Beast, The (1975) + Immoral Tales (1974/MVD/Arrow Blu-ray)/Curiosa (2019/Film Movement DVD)/Devil In The Flesh (1986/Icarus DVD)/Perils Of Gwendoline In The Land Of The Yik Yak (1984/Severin Blu-ray)/Plugg (1975/Umbrella Region Free PAL Import DVD)

Picture: B+/C+/C/B-/C- Sound: B+/C+/C/B-/C Extras: B/C-/C-/C+/D Films: C & C+/C/B-/C/C

PLEASE NOTE: The Plugg Import DVD is now only available from our friends at Umbrella Entertainment in Australia, can only play on DVD, 4K and Blu-ray players that can handle the PAL format and can be ordered from the link below.

Now for some of the odder and more distinct erotic narrative films we've seen of late...

First, we have two quite unusual erotic films from filmmaker Walerian Borowczyk, The Beast (1975) and Immoral Tales (1974), getting nice restorations from Arrow Video. While these film have been censored and banned upon their initial releases, these discs (sold separately) bring them forward a new life. In The Beast, a horny beast (Creature? Monster?) lusts for a beautiful woman and her aristocratic family in a sexual fairy tale of sorts while Immoral Tales, captures human sexuality in different time periods and settings. These are both erotic arthouse films rather than pornography, which is eluded to by the cover art, but some may disagree.
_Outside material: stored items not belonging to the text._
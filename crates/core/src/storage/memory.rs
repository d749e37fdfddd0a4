//! In-memory backend, used by tests and the `memory` backend type.

use std::collections::BTreeMap;
use std::sync::atomic::{AtomicUsize, Ordering};

use async_trait::async_trait;
use tokio::sync::RwLock;

use super::backend::{is_hidden_path, validate_path, Storage, StorageError, StorageResult};

#[derive(Default)]
pub struct MemoryStorage {
    name: String,
    files: RwLock<BTreeMap<String, Vec<u8>>>,
    mutations: AtomicUsize,
}

impl MemoryStorage {
    pub fn new(name: impl Into<String>) -> Self {
        Self {
            name: name.into(),
            ..Default::default()
        }
    }

    /// Number of successful `save` and `delete` calls so far.
    pub fn mutation_count(&self) -> usize {
        self.mutations.load(Ordering::SeqCst)
    }

    /// Total number of stored files, hidden ones included.
    pub async fn len(&self) -> usize {
        self.files.read().await.len()
    }

    pub async fn is_empty(&self) -> bool {
        self.files.read().await.is_empty()
    }
}

#[async_trait]
impl Storage for MemoryStorage {
    fn name(&self) -> &str {
        &self.name
    }

    async fn exists(&self, path: &str) -> StorageResult<bool> {
        validate_path(path)?;
        Ok(self.files.read().await.contains_key(path))
    }

    async fn open(&self, path: &str) -> StorageResult<Vec<u8>> {
        validate_path(path)?;
        self.files
            .read()
            .await
            .get(path)
            .cloned()
            .ok_or_else(|| StorageError::NotFound(path.to_string()))
    }

    async fn save(&self, path: &str, data: &[u8]) -> StorageResult<()> {
        validate_path(path)?;
        self.files.write().await.insert(path.to_string(), data.to_vec());
        self.mutations.fetch_add(1, Ordering::SeqCst);
        Ok(())
    }

    async fn delete(&self, path: &str) -> StorageResult<bool> {
        validate_path(path)?;
        let removed = self.files.write().await.remove(path).is_some();
        if removed {
            self.mutations.fetch_add(1, Ordering::SeqCst);
        }
        Ok(removed)
    }

    async fn size(&self, path: &str) -> StorageResult<u64> {
        validate_path(path)?;
        self.files
            .read()
            .await
            .get(path)
            .map(|data| data.len() as u64)
            .ok_or_else(|| StorageError::NotFound(path.to_string()))
    }

    async fn list(&self) -> StorageResult<Vec<String>> {
        Ok(self
            .files
            .read()
            .await
            .keys()
            .filter(|p| !is_hidden_path(p))
            .cloned()
            .collect())
    }
}

#[cfg(test)]
mod tests {
    use super::*;

    #[tokio::test]
    async fn roundtrip_and_mutation_count() {
        let storage = MemoryStorage::new("mem");
        storage.save("a/b.jpg", b"xyz").await.unwrap();
        assert_eq!(storage.open("a/b.jpg").await.unwrap(), b"xyz");
        assert_eq!(storage.size("a/b.jpg").await.unwrap(), 3);
        assert!(storage.delete("a/b.jpg").await.unwrap());
        assert!(!storage.delete("a/b.jpg").await.unwrap());
        assert_eq!(storage.mutation_count(), 2);
        assert!(storage.is_empty().await);
    }

    #[tokio::test]
    async fn list_hides_dot_entries() {
        let storage = MemoryStorage::new("mem");
        storage.save("b.jpg", b"").await.unwrap();
        storage.save("a/.keep", b"").await.unwrap();
        storage.save(".cache/c.jpg", b"").await.unwrap();
        assert_eq!(storage.list().await.unwrap(), vec!["b.jpg".to_string()]);
        assert_eq!(storage.len().await, 3);
    }

    #[tokio::test]
    async fn prune_is_a_noop() {
        let storage = MemoryStorage::new("mem");
        assert!(storage.prune_empty_dirs().await.unwrap().is_empty());
    }
}
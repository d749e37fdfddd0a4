use axum::routing::get;
use axum::Router;

use crate::handlers::media;
use crate::state::AppState;

/// Mount media file serving at `/media/{*path}` (root-level).
pub fn router() -> Router<AppState> {
    Router::new().route("/media/{*path}", get(media::serve))
}
//! Shared application router builder.
//!
//! Provides [`build_app_router`] so both the production binary (`main.rs`)
//! and integration tests (`tests/common/mod.rs`) use the exact same middleware
//! stack.

use std::time::Duration;

use axum::extract::DefaultBodyLimit;
use axum::http::header::{AUTHORIZATION, CONTENT_TYPE};
use axum::http::{HeaderName, HeaderValue, Method, StatusCode};
use axum::Router;
use tdm_core::error::CoreError;
use tower_http::catch_panic::CatchPanicLayer;
use tower_http::cors::CorsLayer;
use tower_http::request_id::{MakeRequestUuid, PropagateRequestIdLayer, SetRequestIdLayer};
use tower_http::timeout::TimeoutLayer;
use tower_http::trace::{DefaultMakeSpan, DefaultOnResponse, TraceLayer};
use tracing::Level;

use crate::config::ServerConfig;
use crate::routes;
use crate::state::AppState;

/// Build the full application [`Router`] with all middleware layers.
///
/// The middleware stack is applied bottom-up:
///
/// 1. CORS
/// 2. Set request ID on incoming requests
/// 3. Structured request/response tracing
/// 4. Propagate request ID to response
/// 5. Request timeout
/// 6. Panic recovery (catch panics, return 500)
///
/// Fails if a configured CORS origin is not a valid header value.
pub fn build_app_router(state: AppState, config: &ServerConfig) -> Result<Router, CoreError> {
    let cors = build_cors_layer(config)?;
    let request_id_header = HeaderName::from_static("x-request-id");

    let router = Router::new()
        // Root-level routes (not under /api/v1).
        .merge(routes::health::router())
        .merge(routes::media::router())
        .nest("/api/v1", routes::api_routes())
        // Multipart uploads carry whole images.
        .layer(DefaultBodyLimit::max(config.max_upload_bytes))
        // -- Middleware stack (applied bottom-up) --
        .layer(CatchPanicLayer::new())
        .layer(TimeoutLayer::with_status_code(
            StatusCode::REQUEST_TIMEOUT,
            Duration::from_secs(config.request_timeout_secs),
        ))
        .layer(PropagateRequestIdLayer::new(request_id_header.clone()))
        .layer(
            TraceLayer::new_for_http()
                .make_span_with(DefaultMakeSpan::new().level(Level::INFO))
                .on_response(DefaultOnResponse::new().level(Level::INFO)),
        )
        .layer(SetRequestIdLayer::new(request_id_header, MakeRequestUuid))
        .layer(cors)
        .with_state(state);

    Ok(router)
}

/// Build the CORS middleware layer from server configuration.
pub fn build_cors_layer(config: &ServerConfig) -> Result<CorsLayer, CoreError> {
    let origins = config
        .cors_origins
        .iter()
        .map(|o| {
            o.parse::<HeaderValue>()
                .map_err(|e| CoreError::Validation(format!("Invalid CORS origin '{o}': {e}")))
        })
        .collect::<Result<Vec<_>, _>>()?;

    Ok(CorsLayer::new()
        .allow_origin(origins)
        .allow_methods([
            Method::GET,
            Method::POST,
            Method::PUT,
            Method::DELETE,
            Method::PATCH,
        ])
        .allow_headers([CONTENT_TYPE, AUTHORIZATION])
        .allow_credentials(true)
        .max_age(Duration::from_secs(3600)))
}
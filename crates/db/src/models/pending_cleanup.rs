//! Pending file cleanup model.

use serde::Serialize;
use sqlx::FromRow;
use tdm_core::types::{DbId, Timestamp};

/// A file whose deletion failed after its owning row was removed.
#[derive(Debug, Clone, FromRow, Serialize)]
pub struct PendingFileCleanup {
    pub id: DbId,
    /// Registry name of the backend holding the file.
    pub backend: String,
    pub path: String,
    pub attempts: i64,
    pub last_error: Option<String>,
    pub created_at: Timestamp,
    pub updated_at: Timestamp,
}
//! Repository for the `destination_images` table.

use chrono::Utc;
use sqlx::SqlitePool;
use tdm_core::types::DbId;

use crate::models::image::{
    CreateDestinationImage, DestinationImage, ImageWithDestination, UpdateDestinationImage,
};

/// Column list shared across queries to avoid repetition.
pub(crate) const COLUMNS: &str = "id, destination_id, image_path, thumbnail_path, caption, \
                                  is_optimized, created_at, updated_at";

/// Provides CRUD operations for destination images.
pub struct DestinationImageRepo;

impl DestinationImageRepo {
    /// Insert a new image row, returning the created row.
    pub async fn create(
        pool: &SqlitePool,
        input: &CreateDestinationImage,
    ) -> Result<DestinationImage, sqlx::Error> {
        let query = format!(
            "INSERT INTO destination_images
                (destination_id, image_path, caption, created_at, updated_at)
             VALUES ($1, $2, $3, $4, $4)
             RETURNING {COLUMNS}"
        );
        sqlx::query_as::<_, DestinationImage>(&query)
            .bind(input.destination_id)
            .bind(&input.image_path)
            .bind(&input.caption)
            .bind(Utc::now())
            .fetch_one(pool)
            .await
    }

    /// Find an image by its internal ID.
    pub async fn find_by_id(
        pool: &SqlitePool,
        id: DbId,
    ) -> Result<Option<DestinationImage>, sqlx::Error> {
        let query = format!("SELECT {COLUMNS} FROM destination_images WHERE id = $1");
        sqlx::query_as::<_, DestinationImage>(&query)
            .bind(id)
            .fetch_optional(pool)
            .await
    }

    /// Find an image only if it belongs to `destination_id`.
    pub async fn find_for_destination(
        pool: &SqlitePool,
        destination_id: DbId,
        id: DbId,
    ) -> Result<Option<DestinationImage>, sqlx::Error> {
        let query = format!(
            "SELECT {COLUMNS} FROM destination_images WHERE id = $1 AND destination_id = $2"
        );
        sqlx::query_as::<_, DestinationImage>(&query)
            .bind(id)
            .bind(destination_id)
            .fetch_optional(pool)
            .await
    }

    /// List images of one destination, oldest first.
    pub async fn list_by_destination(
        pool: &SqlitePool,
        destination_id: DbId,
    ) -> Result<Vec<DestinationImage>, sqlx::Error> {
        let query = format!(
            "SELECT {COLUMNS} FROM destination_images
             WHERE destination_id = $1
             ORDER BY created_at, id"
        );
        sqlx::query_as::<_, DestinationImage>(&query)
            .bind(destination_id)
            .fetch_all(pool)
            .await
    }

    /// List images of several destinations at once, ordered by destination then age.
    pub async fn list_by_destinations(
        pool: &SqlitePool,
        destination_ids: &[DbId],
    ) -> Result<Vec<DestinationImage>, sqlx::Error> {
        if destination_ids.is_empty() {
            return Ok(Vec::new());
        }
        let placeholders = (1..=destination_ids.len())
            .map(|i| format!("${i}"))
            .collect::<Vec<_>>()
            .join(", ");
        let query = format!(
            "SELECT {COLUMNS} FROM destination_images
             WHERE destination_id IN ({placeholders})
             ORDER BY destination_id, created_at, id"
        );
        let mut q = sqlx::query_as::<_, DestinationImage>(&query);
        for id in destination_ids {
            q = q.bind(*id);
        }
        q.fetch_all(pool).await
    }

    /// Every image, ordered by ID. Batch jobs walk this list.
    pub async fn list_all(pool: &SqlitePool) -> Result<Vec<DestinationImage>, sqlx::Error> {
        let query = format!("SELECT {COLUMNS} FROM destination_images ORDER BY id");
        sqlx::query_as::<_, DestinationImage>(&query)
            .fetch_all(pool)
            .await
    }

    /// Every image with its destination's name, ordered by image ID.
    pub async fn list_all_with_destination(
        pool: &SqlitePool,
    ) -> Result<Vec<ImageWithDestination>, sqlx::Error> {
        sqlx::query_as::<_, ImageWithDestination>(
            "SELECT i.id, i.destination_id, i.image_path, i.thumbnail_path, i.caption,
                    i.is_optimized, i.created_at, i.updated_at,
                    d.name AS destination_name
             FROM destination_images i
             JOIN destinations d ON d.id = i.destination_id
             ORDER BY i.id",
        )
        .fetch_all(pool)
        .await
    }

    /// The set of storage paths referenced by any image field.
    pub async fn referenced_paths(pool: &SqlitePool) -> Result<Vec<String>, sqlx::Error> {
        let rows: Vec<(String,)> = sqlx::query_as(
            "SELECT image_path FROM destination_images WHERE image_path <> ''
             UNION
             SELECT thumbnail_path FROM destination_images
             WHERE thumbnail_path IS NOT NULL AND thumbnail_path <> ''",
        )
        .fetch_all(pool)
        .await?;
        Ok(rows.into_iter().map(|(p,)| p).collect())
    }

    pub async fn count(pool: &SqlitePool) -> Result<i64, sqlx::Error> {
        let (count,): (i64,) = sqlx::query_as("SELECT COUNT(*) FROM destination_images")
            .fetch_one(pool)
            .await?;
        Ok(count)
    }

    /// Update an image. Only non-`None` fields in `input` are applied.
    ///
    /// Returns `None` if no row with the given `id` exists.
    pub async fn update(
        pool: &SqlitePool,
        id: DbId,
        input: &UpdateDestinationImage,
    ) -> Result<Option<DestinationImage>, sqlx::Error> {
        let query = format!(
            "UPDATE destination_images SET
                caption = COALESCE($2, caption),
                updated_at = $3
             WHERE id = $1
             RETURNING {COLUMNS}"
        );
        sqlx::query_as::<_, DestinationImage>(&query)
            .bind(id)
            .bind(&input.caption)
            .bind(Utc::now())
            .fetch_optional(pool)
            .await
    }

    /// Point the row at a thumbnail, or clear it with `None`.
    pub async fn set_thumbnail(
        pool: &SqlitePool,
        id: DbId,
        thumbnail_path: Option<&str>,
    ) -> Result<bool, sqlx::Error> {
        let result = sqlx::query(
            "UPDATE destination_images SET thumbnail_path = $2, updated_at = $3 WHERE id = $1",
        )
        .bind(id)
        .bind(thumbnail_path)
        .bind(Utc::now())
        .execute(pool)
        .await?;
        Ok(result.rows_affected() > 0)
    }

    /// Flag the primary asset as already optimized.
    pub async fn mark_optimized(pool: &SqlitePool, id: DbId) -> Result<bool, sqlx::Error> {
        let result = sqlx::query(
            "UPDATE destination_images SET is_optimized = 1, updated_at = $2 WHERE id = $1",
        )
        .bind(id)
        .bind(Utc::now())
        .execute(pool)
        .await?;
        Ok(result.rows_affected() > 0)
    }

    /// Bump `updated_at` without changing anything else.
    pub async fn touch(pool: &SqlitePool, id: DbId) -> Result<bool, sqlx::Error> {
        let result = sqlx::query("UPDATE destination_images SET updated_at = $2 WHERE id = $1")
            .bind(id)
            .bind(Utc::now())
            .execute(pool)
            .await?;
        Ok(result.rows_affected() > 0)
    }

    /// Delete an image row, returning it so the caller can remove its files.
    pub async fn delete_returning(
        pool: &SqlitePool,
        id: DbId,
    ) -> Result<Option<DestinationImage>, sqlx::Error> {
        let query = format!("DELETE FROM destination_images WHERE id = $1 RETURNING {COLUMNS}");
        sqlx::query_as::<_, DestinationImage>(&query)
            .bind(id)
            .fetch_optional(pool)
            .await
    }
}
The Beast Special Features:

Introduction by film critic Peter Bradshaw

The Making of The Beast: camera operator Noel Very provides a commentary on footage shot during the film's production

Frenzy of Ecstasy, a visual essay on the evolution of Borowczyk's beast and the sequel that never was, Motherhood

The Profligate Door, a documentary about Borowczyk's sound sculptures featuring curator Maurice Corbet

Boro Brunch, a reunion meal recorded in February 2014 reuniting members of Borowczyk's crew

Commercials by Borowczyk: Holy Smoke (1963), The Museum (1964) and Tom Thumb (1966)

Gunpoint, a documentary short by Peter Graham produced and edited by Borowczyk (11:04)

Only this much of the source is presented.